One year after PayPal founder Max Levchin helped launch Glow, the fertility app has some impressive results: the service takes credit for 25,000 pregnancies. As notes stream in from excited users, often accompanied by photographs of astonished newborns, it’s hard not to get the warm fuzzies.
Helping people become parents, it turns out, is just the start for Glow. Its founders have a bigger vision in mind: to add research to a field where data is lacking. They want to use the information Glow collects about reproductive cycles to improve women’s health more broadly. This has led to several new ventures, including launching a new post-conception app and gathering anonymized user information for use in studies for the medical community.
For the unfamiliar, Glow collects information about reproductive cycles. It uses algorithms to track the progress of a woman’s period, calculate when she’s ovulating, and ultimately predict when the next window of fertility opens. The app is free, though there is a paid option called Glow First. (Fortune first wrote about Glow a year ago.)
To accomplish its research goals, Glow must market to a broader group of women and not just those who are trying to get pregnant. Today, Glow reports that half of its users aren’t even trying to get pregnant—they use the app to take advantage of the insights it can provide, such as warning signs for endometriosis. (The company won’t say how many people in total are using it.)
“We’re able to just get the data and apply information so that we can return something useful,” says Mike Huang, Glow’s chief executive.
This was the plan from the start. After launching Glow in last August, Levchin (who serves as executive chairman) and Huang made modifications to appeal to women who weren’t trying to conceive (often shortened to the acronym “TTC”). Glow 3.0 launched in January, with new features intended for women who only want to track their periods and better understand their menstrual cycles.
In July, the company took another step. It launched Glow Nurture, a separate mobile application tailored to pregnancy rather than fertility. In essence, the new app intends to answer the question, “We’ve conceived. Now what?”

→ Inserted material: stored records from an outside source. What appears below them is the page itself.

//! Role-checked use cases over the three stores.
//!
//! Callers pass the acting [`Actor`] into every operation; nothing here reads
//! ambient session state.

use std::collections::BTreeSet;

use sqlx::SqlitePool;
use tracing::{info, warn};

use crate::models::{
    normalize_email, Actor, Credentials, Event, EventDraft, EventId, EventSummary, JoinOutcome,
    NewUser, Role, User,
};
use crate::repositories::{CredentialStore, EventRepository, RegistrationLedger};
use crate::utils::error::{AppError, AppResult};

#[derive(Clone)]
pub struct DomainService {
    credentials: CredentialStore,
    events: EventRepository,
    registrations: RegistrationLedger,
}

impl DomainService {
    pub fn new(db: SqlitePool) -> Self {
        Self {
            credentials: CredentialStore::new(db.clone()),
            events: EventRepository::new(db.clone()),
            registrations: RegistrationLedger::new(db),
        }
    }

    pub async fn register(&self, new_user: NewUser) -> AppResult<User> {
        let new_user = new_user.validated()?;
        let id = self.credentials.register(&new_user).await?;
        Ok(User {
            id,
            name: new_user.name,
            email: new_user.email,
            role: new_user.role,
        })
    }

    pub async fn authenticate(&self, credentials: Credentials) -> AppResult<User> {
        if credentials.email.trim().is_empty() || credentials.password.is_empty() {
            return Err(AppError::Validation("Email and password are required".into()));
        }
        self.credentials.authenticate(&credentials).await
    }

    /// Public listing; needs no actor.
    pub async fn browse_events(&self) -> AppResult<Vec<Event>> {
        self.events.list_all().await
    }

    pub async fn create_event(&self, actor: &Actor, draft: EventDraft) -> AppResult<Event> {
        require_role(actor, Role::Ngo)?;
        let draft = draft.validated()?;

        // The session may outlive the account it was issued for.
        match self.credentials.find_by_email(&actor.email).await? {
            Some(user) if user.role == Role::Ngo => {}
            _ => {
                warn!(actor = %actor.email, "Event creator is not a registered NGO");
                return Err(AppError::Forbidden(
                    "Only registered NGO accounts can create events".into(),
                ));
            }
        }

        let id = self.events.create(&draft, &actor.email).await?;
        Ok(Event {
            id,
            title: draft.title,
            description: draft.description,
            location: draft.location,
            date: draft.date,
            created_by: normalize_email(&actor.email),
        })
    }

    pub async fn update_event(
        &self,
        actor: &Actor,
        event_id: EventId,
        draft: EventDraft,
    ) -> AppResult<Event> {
        require_role(actor, Role::Ngo)?;
        let draft = draft.validated()?;
        let event = self.owned_event(actor, event_id).await?;

        self.events.update(event_id, &draft).await?;
        Ok(Event {
            id: event.id,
            title: draft.title,
            description: draft.description,
            location: draft.location,
            date: draft.date,
            created_by: event.created_by,
        })
    }

    pub async fn delete_event(&self, actor: &Actor, event_id: EventId) -> AppResult<()> {
        require_role(actor, Role::Ngo)?;
        self.owned_event(actor, event_id).await?;
        let removed = self.events.delete(event_id).await?;
        info!(event_id, actor = %actor.email, registrations_removed = removed, "Event removed by owner");
        Ok(())
    }

    /// The NGO dashboard: own events with registrant counts.
    pub async fn my_events(&self, actor: &Actor) -> AppResult<Vec<EventSummary>> {
        require_role(actor, Role::Ngo)?;
        self.events.list_by_creator_with_counts(&actor.email).await
    }

    pub async fn event_volunteers(
        &self,
        actor: &Actor,
        event_id: EventId,
    ) -> AppResult<BTreeSet<String>> {
        require_role(actor, Role::Ngo)?;
        self.owned_event(actor, event_id).await?;
        self.registrations.list_volunteers(event_id).await
    }

    pub async fn join_event(&self, actor: &Actor, event_id: EventId) -> AppResult<JoinOutcome> {
        require_role(actor, Role::Volunteer)?;
        self.registrations.join(event_id, &actor.email).await
    }

    pub async fn unjoin_event(&self, actor: &Actor, event_id: EventId) -> AppResult<()> {
        require_role(actor, Role::Volunteer)?;
        self.registrations.unjoin(event_id, &actor.email).await
    }

    pub async fn joined_events(&self, actor: &Actor) -> AppResult<Vec<Event>> {
        require_role(actor, Role::Volunteer)?;
        self.registrations.list_joined_events(&actor.email).await
    }

    async fn owned_event(&self, actor: &Actor, event_id: EventId) -> AppResult<Event> {
        let event = self.events.get(event_id).await?;
        if event.created_by != normalize_email(&actor.email) {
            warn!(event_id, actor = %actor.email, owner = %event.created_by, "Rejected non-owner access to event");
            return Err(AppError::Forbidden(
                "Only the organiser of this event can manage it".into(),
            ));
        }
        Ok(event)
    }
}

fn require_role(actor: &Actor, role: Role) -> AppResult<()> {
    if actor.role != role {
        warn!(actor = %actor.email, role = %actor.role, required = %role, "Role check failed");
        return Err(AppError::Forbidden(format!(
            "This action requires the {} role",
            role
        )));
    }
    Ok(())
}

“We’ve been getting tons and tons of requests over the past several months for the same data-driven approach [as the original Glow app] with a high-quality, warm design,” Huang says of the new app.
Together, the two apps are accruing so much data from women trying to conceive and women tracking their menstrual cycles that Glow is sitting on one of the largest datasets for women’s reproductive health ever assembled, says Jennifer Tye, Glow’s head of marketing. Which is why Glow wants to do something with it.
“We really do believe it will change the way we all understand women’s reproductive health,” Tye says.
The company’s first attempt at publishing research will come in October when Dr. Philip Chenette, a specialist at the Pacific Fertility Center in San Francisco and a medical adviser to Glow, will present at the American Society for Reproductive Medicine’s annual conference. ASRM recently accepted an abstract for a paper that Chenette and Glow data scientist Chris Martinez wrote and submitted, drawing from user-anonymized data.
It’s unclear how the medical community will receive their research. Aparna Sridhar, a clinical professor in the Department of Obstetrics and Gynecology at the University of California Los Angeles, says that period-tracking apps are great ways for women to understand their cycles better, but the information aggregated by them may not be 100% accurate.
“My idea of an app that is really good is one that has had rigorous testing to say that ‘this really helps,’ with proper groupings,” Sridhar says, adding that it’s important for any app to do this before making any assumptions on its data. “You have to look at their research really carefully,” she says.
Huang says Glow has no intention of producing medical publications of its own, but continues to believe that the data and insights it collects can be helpful to the medical community. There remains a dearth of statistical knowledge about women’s reproductive health. For Glow, every little bit helps.